**Work order:** Could you transcribe every entry exactly, leaving nothing out?

**Data extract:**

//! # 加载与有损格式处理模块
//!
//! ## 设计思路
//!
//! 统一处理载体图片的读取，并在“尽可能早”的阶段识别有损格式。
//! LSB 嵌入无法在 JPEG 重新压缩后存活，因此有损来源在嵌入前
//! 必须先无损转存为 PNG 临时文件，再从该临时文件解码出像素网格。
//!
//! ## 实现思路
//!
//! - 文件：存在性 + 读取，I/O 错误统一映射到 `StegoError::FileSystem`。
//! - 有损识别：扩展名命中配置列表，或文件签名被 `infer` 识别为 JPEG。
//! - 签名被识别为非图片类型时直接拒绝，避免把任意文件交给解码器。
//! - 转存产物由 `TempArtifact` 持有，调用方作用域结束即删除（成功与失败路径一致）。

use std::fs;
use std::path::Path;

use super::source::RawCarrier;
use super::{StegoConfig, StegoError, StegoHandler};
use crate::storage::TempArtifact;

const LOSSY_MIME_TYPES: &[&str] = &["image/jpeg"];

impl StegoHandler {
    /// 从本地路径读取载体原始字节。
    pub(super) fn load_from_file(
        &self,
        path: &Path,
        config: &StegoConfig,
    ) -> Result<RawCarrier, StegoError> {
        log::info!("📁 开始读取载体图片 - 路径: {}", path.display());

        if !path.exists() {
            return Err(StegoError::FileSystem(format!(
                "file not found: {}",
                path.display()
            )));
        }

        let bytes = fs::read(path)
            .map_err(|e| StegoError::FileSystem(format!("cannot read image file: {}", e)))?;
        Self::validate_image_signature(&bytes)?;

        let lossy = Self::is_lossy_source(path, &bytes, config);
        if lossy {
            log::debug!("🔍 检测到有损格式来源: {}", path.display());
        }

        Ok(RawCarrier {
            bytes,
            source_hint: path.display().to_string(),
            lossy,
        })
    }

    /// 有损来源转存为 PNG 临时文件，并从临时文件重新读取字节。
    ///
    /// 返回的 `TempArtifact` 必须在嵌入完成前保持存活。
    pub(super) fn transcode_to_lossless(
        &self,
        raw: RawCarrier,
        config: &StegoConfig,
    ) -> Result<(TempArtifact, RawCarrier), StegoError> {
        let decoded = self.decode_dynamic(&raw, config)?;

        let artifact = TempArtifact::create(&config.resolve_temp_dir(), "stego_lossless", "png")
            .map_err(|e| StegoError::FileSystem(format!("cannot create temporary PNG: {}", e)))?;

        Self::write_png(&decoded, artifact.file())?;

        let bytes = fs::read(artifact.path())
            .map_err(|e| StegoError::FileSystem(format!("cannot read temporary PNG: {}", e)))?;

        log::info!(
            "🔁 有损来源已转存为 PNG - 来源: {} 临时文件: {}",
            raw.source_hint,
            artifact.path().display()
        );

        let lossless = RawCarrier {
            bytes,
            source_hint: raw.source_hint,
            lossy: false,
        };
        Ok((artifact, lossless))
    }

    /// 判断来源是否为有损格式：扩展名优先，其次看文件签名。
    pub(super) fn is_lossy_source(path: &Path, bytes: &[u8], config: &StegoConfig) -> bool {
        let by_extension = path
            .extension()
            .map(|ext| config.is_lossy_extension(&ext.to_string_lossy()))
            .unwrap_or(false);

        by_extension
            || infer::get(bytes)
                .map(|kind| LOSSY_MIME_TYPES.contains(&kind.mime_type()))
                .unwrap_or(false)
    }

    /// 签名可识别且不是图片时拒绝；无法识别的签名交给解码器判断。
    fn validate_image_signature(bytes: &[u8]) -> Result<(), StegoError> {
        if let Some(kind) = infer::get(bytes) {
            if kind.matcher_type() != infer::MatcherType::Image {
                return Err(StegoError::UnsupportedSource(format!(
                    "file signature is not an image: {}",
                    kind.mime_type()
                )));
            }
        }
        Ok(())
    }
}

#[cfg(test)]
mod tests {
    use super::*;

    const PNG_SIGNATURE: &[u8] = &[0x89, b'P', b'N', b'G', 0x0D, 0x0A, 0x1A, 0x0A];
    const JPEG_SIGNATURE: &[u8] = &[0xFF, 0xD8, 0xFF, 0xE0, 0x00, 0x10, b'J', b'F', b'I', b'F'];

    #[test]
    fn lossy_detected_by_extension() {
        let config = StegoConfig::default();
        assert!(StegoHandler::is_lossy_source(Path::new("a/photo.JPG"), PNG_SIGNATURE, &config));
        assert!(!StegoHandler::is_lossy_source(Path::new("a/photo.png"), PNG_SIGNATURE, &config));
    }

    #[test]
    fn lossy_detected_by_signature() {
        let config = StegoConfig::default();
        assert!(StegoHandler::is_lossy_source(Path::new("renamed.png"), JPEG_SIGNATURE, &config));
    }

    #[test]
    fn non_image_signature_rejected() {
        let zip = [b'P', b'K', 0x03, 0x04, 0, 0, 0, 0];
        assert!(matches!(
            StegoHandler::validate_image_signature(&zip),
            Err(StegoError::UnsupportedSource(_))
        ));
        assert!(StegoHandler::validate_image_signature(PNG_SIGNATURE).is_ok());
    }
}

**Response for this exercise:**
//! # 加载与有损格式处理模块
//!
//! ## 设计思路
//!
//! 统一处理载体图片的读取，并在“尽可能早”的阶段识别有损格式。
//! LSB 嵌入无法在 JPEG 重新压缩后存活，因此有损来源在嵌入前
//! 必须先无损转存为 PNG 临时文件，再从该临时文件解码出像素网格。
//!
//! ## 实现思路
//!
//! - 文件：存在性 + 读取，I/O 错误统一映射到 `StegoError::FileSystem`。
//! - 有损识别：扩展名命中配置列表，或文件签名被 `infer` 识别为 JPEG。
//! - 签名被识别为非图片类型时直接拒绝，避免把任意文件交给解码器。
//! - 转存产物由 `TempArtifact` 持有，调用方作用域结束即删除（成功与失败路径一致）。

use std::fs;
use std::path::Path;

use super::source::RawCarrier;
use super::{StegoConfig, StegoError, StegoHandler};
use crate::storage::TempArtifact;

const LOSSY_MIME_TYPES: &[&str] = &["image/jpeg"];

impl StegoHandler {
    /// 从本地路径读取载体原始字节。
    pub(super) fn load_from_file(
        &self,
        path: &Path,
        config: &StegoConfig,
    ) -> Result<RawCarrier, StegoError> {
        log::info!("📁 开始读取载体图片 - 路径: {}", path.display());

        if !path.exists() {
            return Err(StegoError::FileSystem(format!(
                "file not found: {}",
                path.display()
            )));
        }

        let bytes = fs::read(path)
            .map_err(|e| StegoError::FileSystem(format!("cannot read image file: {}", e)))?;
        Self::validate_image_signature(&bytes)?;

        let lossy = Self::is_lossy_source(path, &bytes, config);
        if lossy {
            log::debug!("🔍 检测到有损格式来源: {}", path.display());
        }

        Ok(RawCarrier {
            bytes,
            source_hint: path.display().to_string(),
            lossy,
        })
    }

    /// 有损来源转存为 PNG 临时文件，并从临时文件重新读取字节。
    ///
    /// 返回的 `TempArtifact` 必须在嵌入完成前保持存活。
    pub(super) fn transcode_to_lossless(
        &self,
        raw: RawCarrier,
        config: &StegoConfig,
    ) -> Result<(TempArtifact, RawCarrier), StegoError> {
        let decoded = self.decode_dynamic(&raw, config)?;

        let artifact = TempArtifact::create(&config.resolve_temp_dir(), "stego_lossless", "png")
            .map_err(|e| StegoError::FileSystem(format!("cannot create temporary PNG: {}", e)))?;

        Self::write_png(&decoded, artifact.file())?;

        let bytes = fs::read(artifact.path())
            .map_err(|e| StegoError::FileSystem(format!("cannot read temporary PNG: {}", e)))?;

        log::info!(
            "🔁 有损来源已转存为 PNG - 来源: {} 临时文件: {}",
            raw.source_hint,
            artifact.path().display()
        );

        let lossless = RawCarrier {
            bytes,
            source_hint: raw.source_hint,
            lossy: false,
        };
        Ok((artifact, lossless))
    }

    /// 判断来源是否为有损格式：扩展名优先，其次看文件签名。
    pub(super) fn is_lossy_source(path: &Path, bytes: &[u8], config: &StegoConfig) -> bool {
        let by_extension = path
            .extension()
            .map(|ext| config.is_lossy_extension(&ext.to_string_lossy()))
            .unwrap_or(false);

        by_extension
            || infer::get(bytes)
                .map(|kind| LOSSY_MIME_TYPES.contains(&kind.mime_type()))
                .unwrap_or(false)
    }

    /// 签名可识别且不是图片时拒绝；无法识别的签名交给解码器判断。
    fn validate_image_signature(bytes: &[u8]) -> Result<(), StegoError> {
        if let Some(kind) = infer::get(bytes) {
            if kind.matcher_type() != infer::MatcherType::Image {
                return Err(StegoError::UnsupportedSource(format!(
                    "file signature is not an image: {}",
                    kind.mime_type()
                )));
            }
        }
        Ok(())
    }
}

#[cfg(test)]
mod tests {
    use super::*;

    const PNG_SIGNATURE: &[u8] = &[0x89, b'P', b'N', b'G', 0x0D, 0x0A, 0x1A, 0x0A];
    const JPEG_SIGNATURE: &[u8] = &[0xFF, 0xD8, 0xFF, 0xE0, 0x00, 0x10, b'J', b'F', b'I', b'F'];

    #[test]
    fn lossy_detected_by_extension() {
        let config = StegoConfig::default();
        assert!(StegoHandler::is_lossy_source(Path::new("a/photo.JPG"), PNG_SIGNATURE, &config));
        assert!(!StegoHandler::is_lossy_source(Path::new("a/photo.png"), PNG_SIGNATURE, &config));
    }

    #[test]
    fn lossy_detected_by_signature() {
        let config = StegoConfig::default();
        assert!(StegoHandler::is_lossy_source(Path::new("renamed.png"), JPEG_SIGNATURE, &config));
    }

    #[test]
    fn non_image_signature_rejected() {
        let zip = [b'P', b'K', 0x03, 0x04, 0, 0, 0, 0];
        assert!(matches!(
            StegoHandler::validate_image_signature(&zip),
            Err(StegoError::UnsupportedSource(_))
        ));
        assert!(StegoHandler::validate_image_signature(PNG_SIGNATURE).is_ok());
    }
}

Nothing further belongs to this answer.